━━━━━ SOURCE INFORMATION
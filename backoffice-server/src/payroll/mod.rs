//! Malta payroll calculator
//!
//! Pure function of the inputs and the statutory parameters. The band table
//! is configuration: it comes with the request or from the file named by
//! `PAYROLL_BANDS_PATH`; nothing here assumes specific values.

use rust_decimal::{Decimal, RoundingStrategy};
use shared::error::{AppError, ErrorCode};
use shared::models::{
    PayrollBreakdown, PayrollConfig, PayrollInputs, PayrollRequest, PayrollResponse, TaxCategory,
};
use std::path::Path;
use thiserror::Error;

const WEEKS_PER_YEAR: Decimal = Decimal::from_parts(52, 0, 0, false, 0);
const MONTHS_PER_YEAR: Decimal = Decimal::from_parts(12, 0, 0, false, 0);

#[derive(Debug, Error)]
pub enum PayrollError {
    #[error("No payroll configuration supplied or configured")]
    ConfigMissing,

    #[error("No tax bands configured for category {0:?}")]
    BandsMissing(TaxCategory),

    #[error("{0}")]
    Invalid(String),

    #[error("Failed to load payroll configuration: {0}")]
    Load(String),
}

pub type PayrollResult<T> = Result<T, PayrollError>;

impl From<PayrollError> for AppError {
    fn from(err: PayrollError) -> Self {
        let message = err.to_string();
        match err {
            PayrollError::ConfigMissing | PayrollError::BandsMissing(_) => {
                AppError::with_message(ErrorCode::PayrollBandsMissing, message)
            }
            PayrollError::Invalid(_) => AppError::validation(message),
            PayrollError::Load(_) => AppError::internal(message),
        }
    }
}

fn money(value: Decimal) -> Decimal {
    value.round_dp_with_strategy(2, RoundingStrategy::MidpointAwayFromZero)
}

/// Read a [`PayrollConfig`] from a JSON file
pub fn load_config(path: impl AsRef<Path>) -> PayrollResult<PayrollConfig> {
    let path = path.as_ref();
    let raw = std::fs::read_to_string(path)
        .map_err(|e| PayrollError::Load(format!("{}: {e}", path.display())))?;
    let config: PayrollConfig =
        serde_json::from_str(&raw).map_err(|e| PayrollError::Load(format!("{}: {e}", path.display())))?;
    validate_config(&config)?;
    Ok(config)
}

fn validate_config(config: &PayrollConfig) -> PayrollResult<()> {
    if config.ssc_rate < Decimal::ZERO || config.ssc_weekly_cap < Decimal::ZERO {
        return Err(PayrollError::Invalid("SSC parameters must not be negative".into()));
    }
    for (category, bands) in &config.bands {
        // Only the last band may be unbounded, and limits must ascend
        let mut last_limit: Option<Decimal> = None;
        for (i, band) in bands.iter().enumerate() {
            match band.limit {
                Some(limit) => {
                    if last_limit.is_some_and(|prev| limit <= prev) {
                        return Err(PayrollError::Invalid(format!(
                            "{category:?} band {i} limit does not ascend"
                        )));
                    }
                    last_limit = Some(limit);
                }
                None if i + 1 != bands.len() => {
                    return Err(PayrollError::Invalid(format!(
                        "{category:?} band {i} is unbounded but not last"
                    )));
                }
                None => {}
            }
        }
    }
    Ok(())
}

/// Compute the breakdown for a request
///
/// Parameters in the request take precedence over `default_config`.
pub fn compute(
    request: &PayrollRequest,
    default_config: Option<&PayrollConfig>,
) -> PayrollResult<PayrollResponse> {
    let config = match (&request.config, default_config) {
        (Some(own), _) => {
            validate_config(own)?;
            own
        }
        (None, Some(configured)) => configured,
        (None, None) => return Err(PayrollError::ConfigMissing),
    };
    let breakdown = compute_breakdown(
        request.gross_annual,
        request.category,
        request.cola_eligible,
        config,
    )?;
    Ok(PayrollResponse {
        inputs: PayrollInputs {
            gross_annual: request.gross_annual,
            category: request.category,
            cola_eligible: request.cola_eligible,
        },
        breakdown,
    })
}

fn in_range(value: Option<Decimal>) -> PayrollResult<Decimal> {
    value.ok_or_else(|| PayrollError::Invalid("amount out of range".into()))
}

pub fn compute_breakdown(
    gross_annual: Decimal,
    category: TaxCategory,
    cola_eligible: bool,
    config: &PayrollConfig,
) -> PayrollResult<PayrollBreakdown> {
    if gross_annual < Decimal::ZERO {
        return Err(PayrollError::Invalid("gross_annual must not be negative".into()));
    }
    let bands = config
        .bands
        .get(&category)
        .filter(|b| !b.is_empty())
        .ok_or(PayrollError::BandsMissing(category))?;

    let cola_annual = if cola_eligible {
        in_range(config.cola_weekly.checked_mul(WEEKS_PER_YEAR))?
    } else {
        Decimal::ZERO
    };
    let gross = in_range(gross_annual.checked_add(cola_annual))?;

    let weekly_gross = in_range(gross.checked_div(WEEKS_PER_YEAR))?;
    let ssc_uncapped = in_range(weekly_gross.checked_mul(config.ssc_rate))?;
    let ssc_weekly = if weekly_gross >= config.ssc_threshold_weekly {
        ssc_uncapped.min(config.ssc_weekly_cap)
    } else {
        ssc_uncapped
    };
    let ssc_annual = money(in_range(ssc_weekly.checked_mul(WEEKS_PER_YEAR))?);

    let taxable = in_range(gross.checked_sub(ssc_annual))?.max(Decimal::ZERO);

    let band_index = bands
        .iter()
        .position(|b| b.limit.is_none_or(|limit| limit >= taxable))
        .unwrap_or(bands.len() - 1);
    let band = &bands[band_index];
    let banded = in_range(taxable.checked_mul(band.rate))?;
    let tax = money(in_range(banded.checked_sub(band.subtract))?.max(Decimal::ZERO));

    let net_annual = money(in_range(
        gross.checked_sub(tax).and_then(|v| v.checked_sub(ssc_annual)),
    )?);
    let net_monthly = money(in_range(net_annual.checked_div(MONTHS_PER_YEAR))?);
    let maternity_fund = money(in_range(gross.checked_mul(config.maternity_rate))?);

    Ok(PayrollBreakdown {
        gross_annual: money(gross),
        cola_annual: money(cola_annual),
        weekly_gross: money(weekly_gross),
        ssc_weekly: money(ssc_weekly),
        ssc_annual,
        taxable: money(taxable),
        tax,
        maternity_fund,
        net_annual,
        net_monthly,
        band_index,
    })
}
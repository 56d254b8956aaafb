//! Recipes API
//!
//! | Path | Method | Handler |
//! |------|--------|---------|
//! | /api/recipes/menu-items | GET, POST | list, create |
//! | /api/recipes/menu-items/{id} | GET | get |
//! | /api/recipes/menu-items/{id}/expand | GET | ingredient expansion |
//! | /api/recipes/menu-items/{id}/cost | GET | costing |
//! | /api/recipes/recipes | POST | save recipe |
//! | /api/recipes/recipes/{id} | GET | get recipe |

mod handler;

use axum::{
    Router, middleware,
    routing::{get, post},
};

use crate::auth::require_permission;
use crate::core::ServerState;

pub fn router() -> Router<ServerState> {
    Router::new().nest("/api/recipes", routes())
}

fn routes() -> Router<ServerState> {
    Router::new()
        .route(
            "/menu-items",
            get(handler::list_menu_items).post(handler::create_menu_item),
        )
        .route("/menu-items/{id}", get(handler::get_menu_item))
        .route("/menu-items/{id}/expand", get(handler::expand))
        .route("/menu-items/{id}/cost", get(handler::cost))
        .route("/recipes", post(handler::save_recipe))
        .route("/recipes/{id}", get(handler::get_recipe))
        .route_layer(middleware::from_fn(require_permission("recipes:manage")))
}
//! Authentication at the HTTP boundary
//!
//! Tokens are issued elsewhere; this module only verifies them and exposes
//! the caller as [`CurrentUser`].
//!
//! - [`require_auth`] - token verification for every API route
//! - [`require_permission`] - per-router permission guard

mod extractor;
mod jwt;
mod middleware;

pub use jwt::{Claims, CurrentUser, JwtConfig, JwtError, JwtService};
pub use middleware::{require_auth, require_permission};
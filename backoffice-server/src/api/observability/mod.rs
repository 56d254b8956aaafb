//! Error inbox API
//!
//! | Path | Method | Handler |
//! |------|--------|---------|
//! | /api/observability/errors | GET | filtered inbox |
//! | /api/observability/errors/{id} | GET | record detail |
//! | /api/observability/errors/{id}/token | POST | mint action token |
//! | /api/observability/errors/{id}/retry | POST | replay with token |
//! | /api/observability/errors/{id}/ack | POST | acknowledge |
//! | /api/observability/errors/{id}/suppress | POST | suppress |
//!
//! These routes are never captured themselves.

mod handler;

use axum::{
    Router, middleware,
    routing::{get, post},
};

use crate::auth::require_permission;
use crate::core::ServerState;

pub fn router() -> Router<ServerState> {
    Router::new().nest("/api/observability", routes())
}

fn routes() -> Router<ServerState> {
    Router::new()
        .route("/errors", get(handler::list))
        .route("/errors/{id}", get(handler::get))
        .route("/errors/{id}/token", post(handler::mint_token))
        .route("/errors/{id}/retry", post(handler::retry))
        .route("/errors/{id}/ack", post(handler::acknowledge))
        .route("/errors/{id}/suppress", post(handler::suppress))
        .route_layer(middleware::from_fn(require_permission(
            "observability:manage",
        )))
}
━━━━━━━━━━
> WORK INSTRUCTIONS
State how many lines of the listing above include the word "must". Give nothing but the number.

> SOLUTION TO THE EXERCISE
3